Preyesh Karsan, left, Paul Leung, Kanan Shah, Brendan Corney, Alice Qiu and the rest of the program’s participants are expected to release their findings and recommendations by April. (Michelle Siu/The Globe and Mail)

By contrast, the Business Innovation Hub is small scale and requires labour-intensive discussions between the school and employers to think through the proposed collaboration. Still, Dr. Murphy expects five to seven companies to take part in the program this fall. “Like many of the employers I deal with in Toronto, they want to get their culture to be more innovative,” he says.

One differentiating feature of the hub program is that Ryerson students are recruited from across campus, not just the business school, on the basis of academic performance, community engagement and career aspirations.

“The more flavour you can have from various disciplines, the better the diversity of thought on the teams,” says Dr. Murphy. “We match them with actual employees of a certain organization and you get them working autonomously on the major issues facing that organization.”

Another unusual feature is the relationship between students and company employees as peers.

Brendan Corney, a third-year environmental biology major at Ryerson, has first-hand experience with both co-op models. Last year, in a conventional placement, he reported to a manager on an assigned task.

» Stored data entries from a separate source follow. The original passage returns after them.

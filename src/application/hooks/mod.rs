//! Prioritized interceptors for domain events.
//!
//! Feature modules register handlers against a hook point (`before-save-message`,
//! `before-join-room`, `before-leave-room`). The origin of the event runs the chain
//! and only applies its side effect when every handler let the payload through.

pub mod chain;
pub mod mention_all;
pub mod registry;
pub mod room_access;

pub use chain::HookChain;
pub use registry::{BeforeJoinRoom, BeforeLeaveRoom, BeforeSaveMessage, HookRegistry};

use crate::domain::errors::DomainError;
use async_trait::async_trait;
use serde::{Deserialize, Serialize};
use std::sync::Arc;
use thiserror::Error;

/// Reason code reported when a handler fails or panics instead of vetoing
pub const REASON_INTERNAL_HOOK_FAILURE: &str = "error-internal-hook-failure";
/// Reason code reported when a handler re-enters the chain it is running in
pub const REASON_HOOK_REENTRANT: &str = "error-hook-reentrant";

/// Execution tier; handlers with a lower tier run first
#[derive(Debug, Clone, Copy, PartialEq, Eq, PartialOrd, Ord, Hash, Serialize, Deserialize)]
#[serde(rename_all = "lowercase")]
pub enum HookPriority {
    High,
    Medium,
    Low,
}

impl std::fmt::Display for HookPriority {
    fn fmt(&self, f: &mut std::fmt::Formatter<'_>) -> std::fmt::Result {
        match self {
            HookPriority::High => write!(f, "high"),
            HookPriority::Medium => write!(f, "medium"),
            HookPriority::Low => write!(f, "low"),
        }
    }
}

/// Terminal, intentional failure that stops the originating action
#[derive(Debug, Clone, PartialEq, Error, Serialize, Deserialize)]
#[error("{reason}: {message}")]
pub struct HookVeto {
    pub reason: String,
    pub message: String,
    pub details: Option<serde_json::Value>,
}

impl HookVeto {
    pub fn new(reason: impl Into<String>, message: impl Into<String>) -> Self {
        Self {
            reason: reason.into(),
            message: message.into(),
            details: None,
        }
    }

    pub fn with_details(mut self, details: serde_json::Value) -> Self {
        self.details = Some(details);
        self
    }

    pub fn internal(message: impl Into<String>) -> Self {
        Self::new(REASON_INTERNAL_HOOK_FAILURE, message)
    }
}

/// What a handler can return besides a payload
#[derive(Debug, Error)]
pub enum HookError {
    #[error(transparent)]
    Veto(#[from] HookVeto),
    #[error("{0}")]
    Failed(String),
}

impl From<DomainError> for HookError {
    fn from(err: DomainError) -> Self {
        match err {
            DomainError::Vetoed(veto) => HookError::Veto(veto),
            other => HookError::Failed(other.to_string()),
        }
    }
}

pub type HookResult<T> = Result<T, HookError>;

/// A named event of the fixed vocabulary, with the payload threaded through its
/// handlers and the context every handler sees unchanged
pub trait HookPoint: Send + Sync + Sized + 'static {
    const NAME: &'static str;
    type Payload: Send + 'static;
    type Context: Send + Sync + 'static;

    fn chain(registry: &HookRegistry) -> &HookChain<Self>;
}

#[async_trait]
pub trait HookHandler<H: HookPoint>: Send + Sync {
    async fn handle(&self, payload: H::Payload, context: &H::Context) -> HookResult<H::Payload>;
}

/// Adapter for synchronous closures
pub struct FnHook<F>(pub F);

/// Wrap a synchronous closure as a handler of hook point `H`
pub fn from_fn<H, F>(f: F) -> Arc<dyn HookHandler<H>>
where
    H: HookPoint,
    F: Fn(H::Payload, &H::Context) -> HookResult<H::Payload> + Send + Sync + 'static,
{
    Arc::new(FnHook(f))
}

#[async_trait]
impl<H, F> HookHandler<H> for FnHook<F>
where
    H: HookPoint,
    F: Fn(H::Payload, &H::Context) -> HookResult<H::Payload> + Send + Sync,
{
    async fn handle(&self, payload: H::Payload, context: &H::Context) -> HookResult<H::Payload> {
        (self.0)(payload, context)
    }
}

Brendan Corney, right, with fellow program participant Aliyah Dawood, is enthusiastic about the hub model to expand experiential learning outside the classroom. ‘Hopefully, this will set the standard for what a co-op experience can be for a student,’ he says. (Michelle Siu/The Globe and Mail)

But as a student member of the hub at CIBC Mellon, he says, “I get to collaborate with these experienced professionals as a peer rather than as a student-supervisor pairing.”

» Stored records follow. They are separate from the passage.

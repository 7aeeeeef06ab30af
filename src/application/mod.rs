pub mod business_hours;
pub mod hooks;
pub mod lifecycle;
pub mod omnichannel;
pub mod routing;
pub mod services;

pub use omnichannel::OmnichannelOrchestrator;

He adds: “It has been really great to have that level of mutual respect. When we all sit around the table in the morning, it is 10 people working together; it is not five students and five professionals.”

Sarah El-Bahrawi, a senior fund accountant with CIBC Mellon, says she jumped at the chance to take part in what she describes as “a great learning opportunity.” Only a few weeks into the hub’s operation, she says she is impressed by the diversity of ideas brought to the table. Aside from working with students, she says the project provides her with a chance to network with CIBC Mellon employees beyond her own unit.

By April, the team of Ryerson students and CIBC Mellon employees present their findings and recommendations to senior officials of CIBC Mellon and Ryerson.

“My hope is that it will be an incredible business case and that we look at it and say, this is exactly where we want to move this organization, and we then proceed to follow through on that business case,” says Mr. Anton.

Dr. Murphy is equally optimistic.

“They will end up tackling financial technology challenges that are specific to [CIBC Mellon],” he says. “But we are hoping that the lens they bring to that will be much broader because they have started from a place of thinking about the consumer as the end goal rather than the company as the starting point.”

As a student, Mr. Corney is enthusiastic about the hub model to expand experiential learning outside the classroom. “Hopefully, this will set the standard for what a co-op experience can be for a student,” he says.